Omniscient narrators come in many different forms, and some are more omniscient than others. Many stories and novels are written in the third person, but still tend to closely follow only one or two characters. This technique is called third person limited omniscient, or often just third person limited. In a sense, it splits the difference between first and third person narration, capturing some of the intimacy and immediacy of the former while still maintaining a little more authorial freedom or distance from the character.

3 Advantages of Third Person Omniscient Narration

The third person omniscient perspective gives the writer more freedom to move across time and space or into or out of the world of the story—freedom that is unparalleled with other points of view.
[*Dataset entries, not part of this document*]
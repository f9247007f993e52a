//! Identity provider adapters.

mod jwt;

pub use jwt::{JwtIdentityProvider, TOKEN_VALIDITY_DAYS};
//! Driving port for meetup listing and detail reads.

use async_trait::async_trait;
use chrono::{DateTime, Utc};
use serde::{Deserialize, Serialize};
use utoipa::ToSchema;
use uuid::Uuid;

use crate::domain::ports::{AttendanceWindow, MeetupFilter, MeetupRecord, RegisteredMeetupRecord};
use crate::domain::{Error, UserId};

/// Serializable meetup representation including derived and caller-relative
/// fields.
#[derive(Debug, Clone, PartialEq, Serialize, Deserialize, ToSchema)]
#[serde(rename_all = "camelCase")]
pub struct MeetupPayload {
    /// Meetup identifier.
    pub id: Uuid,
    /// Short human-readable title.
    pub title: String,
    /// Longer free-text description.
    pub description: String,
    /// Instant the meetup takes place.
    pub date: DateTime<Utc>,
    /// Free-text venue description.
    pub location: String,
    /// Free-text category label.
    pub category: String,
    /// Attendance limit.
    pub capacity: i32,
    /// User hosting the meetup.
    pub host_id: UserId,
    /// Username of the hosting user.
    pub host_name: String,
    /// Count of registrations; derived, never stored.
    pub registered_count: i64,
    /// Whether the meetup is at capacity.
    pub is_full: bool,
    /// Whether the caller is registered. Always false for anonymous callers.
    pub is_registered: bool,
    /// Whether the caller attended: registered and the date has passed.
    /// Always false for anonymous callers.
    pub has_attended: bool,
    /// Record creation timestamp.
    pub created_at: DateTime<Utc>,
}

impl MeetupPayload {
    /// Assemble a payload from a repository record and the caller-relative
    /// attendance facts.
    pub fn from_record(record: MeetupRecord, is_registered: bool, now: DateTime<Utc>) -> Self {
        let MeetupRecord {
            meetup,
            host_name,
            registered_count,
        } = record;
        let capacity = meetup.capacity().get();
        let has_attended = is_registered && meetup.has_happened(now);

        Self {
            id: meetup.id(),
            title: meetup.title().to_owned(),
            description: meetup.description().to_owned(),
            date: meetup.date(),
            location: meetup.location().to_owned(),
            category: meetup.category().to_owned(),
            capacity,
            host_id: *meetup.host_id(),
            host_name: host_name.into(),
            registered_count,
            is_full: registered_count >= i64::from(capacity),
            is_registered,
            has_attended,
            created_at: meetup.created_at(),
        }
    }
}

/// A meetup the caller is registered for, with the registration time.
#[derive(Debug, Clone, PartialEq, Serialize, Deserialize, ToSchema)]
#[serde(rename_all = "camelCase")]
pub struct RegisteredMeetupPayload {
    /// The meetup and its derived fields.
    pub meetup: MeetupPayload,
    /// When the caller registered.
    pub registered_at: DateTime<Utc>,
}

impl RegisteredMeetupPayload {
    /// Assemble a payload for a meetup the user is known to be registered
    /// for.
    pub fn from_record(record: RegisteredMeetupRecord, now: DateTime<Utc>) -> Self {
        let RegisteredMeetupRecord {
            record,
            registered_at,
        } = record;
        Self {
            meetup: MeetupPayload::from_record(record, true, now),
            registered_at,
        }
    }
}

/// Driving port for meetup reads.
#[cfg_attr(test, mockall::automock)]
#[async_trait]
pub trait MeetupQuery: Send + Sync {
    /// List future meetups matching the filter, date ascending.
    async fn list(
        &self,
        filter: MeetupFilter,
        caller: Option<UserId>,
    ) -> Result<Vec<MeetupPayload>, Error>;

    /// Fetch a single meetup by id regardless of its date.
    async fn get(&self, meetup_id: Uuid, caller: Option<UserId>)
    -> Result<MeetupPayload, Error>;

    /// List the caller's registered meetups on one side of now.
    async fn list_for_user(
        &self,
        user_id: &UserId,
        window: AttendanceWindow,
    ) -> Result<Vec<RegisteredMeetupPayload>, Error>;
}
//! Driving port for listing reviews.

use async_trait::async_trait;
use chrono::{DateTime, Utc};
use serde::{Deserialize, Serialize};
use utoipa::ToSchema;
use uuid::Uuid;

use crate::domain::ports::ReviewWithAuthor;
use crate::domain::{Error, UserId};

/// Serializable review joined with the author's username.
#[derive(Debug, Clone, PartialEq, Serialize, Deserialize, ToSchema)]
#[serde(rename_all = "camelCase")]
pub struct AuthoredReviewPayload {
    /// Review identifier.
    pub id: Uuid,
    /// Reviewed meetup.
    pub meetup_id: Uuid,
    /// Reviewing user.
    pub user_id: UserId,
    /// Username of the reviewing user.
    pub username: String,
    /// Star rating.
    pub rating: i32,
    /// Review body.
    pub comment: String,
    /// Last-modified timestamp.
    pub created_at: DateTime<Utc>,
}

impl From<ReviewWithAuthor> for AuthoredReviewPayload {
    fn from(value: ReviewWithAuthor) -> Self {
        let ReviewWithAuthor { review, author } = value;
        Self {
            id: review.id(),
            meetup_id: review.meetup_id(),
            user_id: *review.user_id(),
            username: author.into(),
            rating: review.rating().get(),
            comment: review.comment().as_ref().to_owned(),
            created_at: review.created_at(),
        }
    }
}

/// Driving port for review reads.
#[cfg_attr(test, mockall::automock)]
#[async_trait]
pub trait ReviewQuery: Send + Sync {
    /// All reviews for a meetup, newest first. No eligibility gate.
    async fn list_reviews(&self, meetup_id: Uuid) -> Result<Vec<AuthoredReviewPayload>, Error>;
}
  1. The third person omniscient allows the writer to develop an engaging authorial voice. Part of the pleasure of reading classic novels is getting to spend time with the voice of Tolstoy or Cervantes or Austen or Eliot. In a very real way, these narrators come to feel as real and present as the characters they’re describing.
  2. The freedom of the third person omniscient also allows the author to explore or examine parts of the world that may not be immediately apparent to the characters. If there’s important context the reader needs to appreciate the story—whether that context is historical, philosophical, social, etc.—a third person omniscient narrator can succinctly deliver that without requiring the characters to address the subject themselves, which might feel unnatural in the context of the story.
  3. A third person omniscient narration is allowed to move between the perspectives of multiple major characters. This can make it an ideal literary device for exploring the relationships between characters. A good example of this might be Jane Austen’s Pride and Prejudice. Though most of the story follows Elizabeth Bennet’s perspective, Austen’s omniscient narrator also enters Darcy’s consciousness on occasion, without which the story would lose much of its tension. Note: An omniscient point of view shouldn’t be confused with head-hopping, where the actual point of view switches mid-scene, often in a confusing or inelegant way.